Defactinib hydrochloride is a small molecule kinase inhibitor that selectively inhibits FAK and Pyk2 [1]. Defactinib hydrochloride inhibits FAK autophosphorylation (e.g., at Tyr397) and blocks integrin-mediated downstream RAS/MEK/ERK and PI3K/Akt signaling pathways, thereby inhibiting tumor cell proliferation, migration, survival, and angiogenesis [2-3]. Defactinib hydrochloride is commonly used to treat recurrent KRAS-mutant low-grade serous ovarian cancer [4].
In esophageal squamous cell carcinoma, Defactinib hydrochloride (0-25μM; 72h) significantly inhibited the growth of tumor cells [5]. In A549 cells, Defactinib hydrochloride (1μM; 48h) partially abolished G9a-enhanced invasion in cells [6].

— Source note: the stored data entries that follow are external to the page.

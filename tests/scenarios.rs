//! End-to-end scenarios through the public API.

use sortlab::generator::{generate_seeded, shuffled_range, Distribution};
use sortlab::{
    Algorithm, Animation, BenchmarkConfig, ExecutionError, SelfSwapPolicy, SortEngine,
    SortLabError, SortOptions, StepKind, Trace, Value,
};

const SAMPLE: [i64; 5] = [5, 3, 1, 4, 2];

fn counts(alg: Algorithm, input: &[i64], self_swaps: SelfSwapPolicy) -> (u64, u64) {
    let run = SortEngine::new(SortOptions { self_swaps })
        .run(alg, input.to_vec())
        .unwrap();
    assert_eq!(run.sorted, vec![1, 2, 3, 4, 5]);
    (run.metrics.comparisons, run.metrics.swaps)
}

#[test]
fn five_element_reference_counts() {
    // Each adjacent swap removes one inversion; [5,3,1,4,2] has seven.
    assert_eq!(counts(Algorithm::Bubble, &SAMPLE, SelfSwapPolicy::Count), (10, 7));
    assert_eq!(counts(Algorithm::Insertion, &SAMPLE, SelfSwapPolicy::Count), (9, 7));
    assert_eq!(counts(Algorithm::Selection, &SAMPLE, SelfSwapPolicy::Count), (10, 4));
    assert_eq!(counts(Algorithm::Selection, &SAMPLE, SelfSwapPolicy::Skip), (10, 3));
    assert_eq!(counts(Algorithm::Merge, &SAMPLE, SelfSwapPolicy::Count), (7, 12));
}

#[test]
fn quick_sort_on_sorted_input_is_quadratic() {
    let sorted = [1, 2, 3, 4, 5];
    assert_eq!(counts(Algorithm::Quick, &sorted, SelfSwapPolicy::Count), (10, 14));
    assert_eq!(counts(Algorithm::Quick, &sorted, SelfSwapPolicy::Skip), (10, 0));
}

#[test]
fn empty_and_singleton_inputs_do_nothing() {
    let engine = SortEngine::default();
    for alg in Algorithm::ALL {
        for input in [vec![], vec![42_i64]] {
            let run = engine.run_traced(alg, &input).unwrap();
            assert_eq!(run.sorted, input, "{alg}");
            assert!(run.metrics.is_idle(), "{alg}");
            assert_eq!(run.trace.mutations(), 0, "{alg}");
            assert_eq!(run.trace.comparisons(), 0, "{alg}");
        }
    }
}

#[test]
fn two_element_boundary() {
    let engine = SortEngine::default();
    for alg in Algorithm::ALL {
        let run = engine.run(alg, vec![2, 1]).unwrap();
        assert_eq!(run.sorted, vec![1, 2], "{alg}");
        assert_eq!(run.metrics.comparisons, 1, "{alg}");
    }
}

#[test]
fn mixed_numbers_sort_and_text_fails() {
    let engine = SortEngine::default();
    let numbers = vec![Value::Float(2.5), Value::Int(-1), Value::Int(3), Value::Float(0.5)];
    for alg in Algorithm::ALL {
        let run = engine.run(alg, numbers.clone()).unwrap();
        assert_eq!(
            run.sorted,
            vec![Value::Int(-1), Value::Float(0.5), Value::Float(2.5), Value::Int(3)],
            "{alg}"
        );
    }

    let mixed = vec![Value::Int(1), Value::Text("apple".into())];
    for alg in Algorithm::ALL {
        let err = engine.run(alg, mixed.clone()).unwrap_err();
        assert!(err.is_type_mismatch(), "{alg}");
        assert!(err.is_execution());
        assert!(!err.is_retryable());
    }
}

#[test]
fn text_values_sort_lexicographically() {
    let words: Vec<Value> = ["pear", "apple", "fig"].into_iter().map(Value::from).collect();
    let run = SortEngine::default().run(Algorithm::Merge, words).unwrap();
    let sorted: Vec<&str> = run.sorted.iter().filter_map(Value::as_text).collect();
    assert_eq!(sorted, vec!["apple", "fig", "pear"]);
}

#[test]
fn algorithm_names_parse_and_reject() {
    assert_eq!("quick".parse::<Algorithm>().unwrap(), Algorithm::Quick);
    assert_eq!("Merge_Sort".parse::<Algorithm>().unwrap(), Algorithm::Merge);
    let err = "bogo".parse::<Algorithm>().unwrap_err();
    assert!(SortLabError::from(err).is_validation());
}

#[test]
fn tampered_trace_fails_replay() {
    let input = vec![3_i64, 1, 2];
    let run = SortEngine::default().run_traced(Algorithm::Bubble, &input).unwrap();
    assert_eq!(run.trace.replay(&input).unwrap(), vec![1, 2, 3]);

    let mut json: serde_json::Value = serde_json::to_value(&run.trace).unwrap();
    let swap_idx = run
        .trace
        .iter()
        .position(|s| s.kind == StepKind::Swap)
        .unwrap();
    // Corrupt a position the swap does not declare.
    json["steps"][swap_idx]["snapshot"][2] = serde_json::json!(99);
    let tampered: Trace<i64> = serde_json::from_value(json).unwrap();

    let err = tampered.replay(&input).unwrap_err();
    assert!(matches!(err, ExecutionError::ReplayDivergence { .. }));

    let short = tampered.replay(&input[..2]).unwrap_err();
    assert!(matches!(short, ExecutionError::ReplayLengthMismatch { expected: 3, actual: 2 }));
}

#[test]
fn digests_distinguish_algorithms() {
    let input = shuffled_range(12, 5);
    let engine = SortEngine::default();
    let bubble = engine.run_traced(Algorithm::Bubble, &input).unwrap();
    let again = engine.run_traced(Algorithm::Bubble, &input).unwrap();
    let quick = engine.run_traced(Algorithm::Quick, &input).unwrap();
    assert_eq!(bubble.trace.digest().unwrap(), again.trace.digest().unwrap());
    assert_ne!(bubble.trace.digest().unwrap(), quick.trace.digest().unwrap());
}

#[test]
fn animation_follows_trace() {
    let input = shuffled_range(10, 42);
    let run = SortEngine::default().run_traced(Algorithm::Selection, &input).unwrap();
    let animation = Animation::from_trace(Algorithm::Selection, &run.trace);
    assert_eq!(animation.len(), run.trace.len());
    assert_eq!(animation.file_name(), "sorting_animation_selection.json");
    let last = animation.frames.last().unwrap();
    assert_eq!(last.values, (1..=10).collect::<Vec<i64>>());
    assert_eq!(last.caption, format!("Step {0}/{0}", run.trace.len()));
}

#[test]
fn generated_distributions_sort_everywhere() {
    let engine = SortEngine::default();
    for dist in Distribution::ALL {
        let input = generate_seeded(dist, 64, 11);
        let mut expected = input.clone();
        expected.sort_unstable();
        for alg in Algorithm::ALL {
            let run = engine.run(alg, input.clone()).unwrap();
            assert_eq!(run.sorted, expected, "{alg} on {dist}");
        }
    }
}

#[test]
fn benchmark_config_from_toml() {
    let config = BenchmarkConfig::from_toml_str(
        r#"
        sizes = [10, 20]
        trials = 2
        seed = 9
        distributions = ["random", "nearly_sorted"]
        algorithms = ["merge", "quick"]
        workers = 2

        [options]
        self_swaps = "skip"
        "#,
    )
    .unwrap();
    assert_eq!(config.sizes, vec![10, 20]);
    assert_eq!(config.algorithms, vec![Algorithm::Merge, Algorithm::Quick]);
    assert_eq!(config.options.self_swaps, SelfSwapPolicy::Skip);

    let report = sortlab::run_benchmarks(&config).unwrap();
    assert_eq!(report.trials.len(), 2 * 2 * 2 * 2);
    assert_eq!(report.summary.len(), 2 * 2 * 2);
    assert!(report.summary.iter().all(|s| s.completed_trials == 2));
}

#[test]
fn worst_case_quick_sort_survives_bench_workers() {
    use sortlab::benchmark::{run_trials, BenchmarkInput};

    let n = 30_000_usize;
    let sorted: Vec<i64> = (0..n as i64).collect();
    let inputs: Vec<BenchmarkInput<i64>> = (0..2)
        .map(|trial| BenchmarkInput {
            distribution: Distribution::Sorted,
            trial,
            data: sorted.clone(),
        })
        .collect();

    let records = run_trials(&inputs, &[Algorithm::Quick], 2, SortOptions::default()).unwrap();
    assert_eq!(records.len(), 2);
    let expected = (n * (n - 1) / 2) as u64;
    for record in &records {
        let run = record.outcome.run().expect("trial completed");
        assert_eq!(run.algorithm_name, "quick");
        assert_eq!(run.input_size, n);
        assert_eq!(run.comparisons, expected);
    }
}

In NCI-H358 cells xenograft tumor mice model, Defactinib hydrochloride (10mg/kg; ig; 28d) monotherapy inhibits tumor growth [7]. In A427 cells xenograft tumor mice model, Defactinib hydrochloride (10mg/kg; ip; 21d) inhibits tumor growth [8].
References:
[1]. Moore K, Walter A. Defactinib hydrochloride. Dual FAK1/PYK2 inhibitor, Treatment of non-small cell lung cancer, treatment of malignant mesothelioma, treatment of ovarian cancer[J]. Drugs of the Future, 2014, 39(11).
[2]. Ryzhakov G, Almuttaqi H, Corbin A L, et al. Defactinib inhibits PYK2 phosphorylation of IRF5 and reduces intestinal inflammation[J]. Nature Communications, 2021, 12(1): 6702.
[3]. Riordan J D, Nathanson T A, Varzavand A, et al. A critical role of FAK signaling in Rac1-driven melanoma cell resistance to MAPK pathway inhibition[J]. bioRxiv, 2024: 2024.12. 22.629990.
[4]. Banerjee S N. Avutometinib/Defactinib May be a New SOC in Low-Grade Serous Ovarian Cancer[J]. Cancer Network, 2023: NA-NA.
[5]. Zhang L, Zhao D, Wang Y, et al. Focal adhesion kinase (FAK) inhibitor‐defactinib suppresses the malignant progression of human esophageal squamous cell carcinoma (ESCC) cells via effective blockade of PI3K/AKT axis and downstream molecular network[J]. Molecular carcinogenesis, 2021, 60(2): 113-124.
[6]. Sun T, Zhang K, Pangeni R P, et al. G9a promotes invasion and metastasis of non–small cell lung cancer through enhancing focal adhesion kinase activation via NF-κB signaling pathway[J]. Molecular Cancer Research, 2021, 19(3): 429-440.
[7]. Yoshimura A, Horinaka M, Yaoi T, et al. Epithelial-mesenchymal transition status is a remarkable biomarker for the combination treatment with avutometinib and defactinib in KRAS-mutated non-small cell lung cancer[J]. British Journal of Cancer, 2024, 131(2): 361-371.
[8]. Liu J, Xue L, Xu X, et al. FAK-targeting PROTAC demonstrates enhanced antitumor activity against KRAS mutant non-small cell lung cancer[J]. Experimental Cell Research, 2021, 408(2): 112868.
Defactinib hydrochloride是一种小分子激酶抑制剂,可选择性抑制FAK和Pyk2 [1]。Defactinib hydrochloride可抑制FAK自身磷酸化(例如,在Tyr397位点),并阻断整合素介导的下游RAS/MEK/ERK和PI3K/Akt信号通路,从而抑制肿瘤细胞增殖、迁移、存活和血管生成 [2-3]。Defactinib hydrochloride常用于治疗复发性KRAS突变型低级别浆液性卵巢癌 [4]。
在食管鳞状细胞癌中,Defactinib hydrochloride(0-25μM;72h)显著抑制肿瘤细胞生长 [5]。在A549细胞中,Defactinib hydrochloride(1μM;48h)可部分消除G9a增强的细胞侵袭性 [6]。
在NCI-H358细胞异种移植瘤小鼠模型中,Defactinib hydrochloride(10mg/kg;ig;28d)单药治疗可抑制肿瘤生长 [7]。在A427细胞异种移植瘤小鼠模型中,Defactinib hydrochloride(10mg/kg;ip;21d)可抑制肿瘤生长 [8]。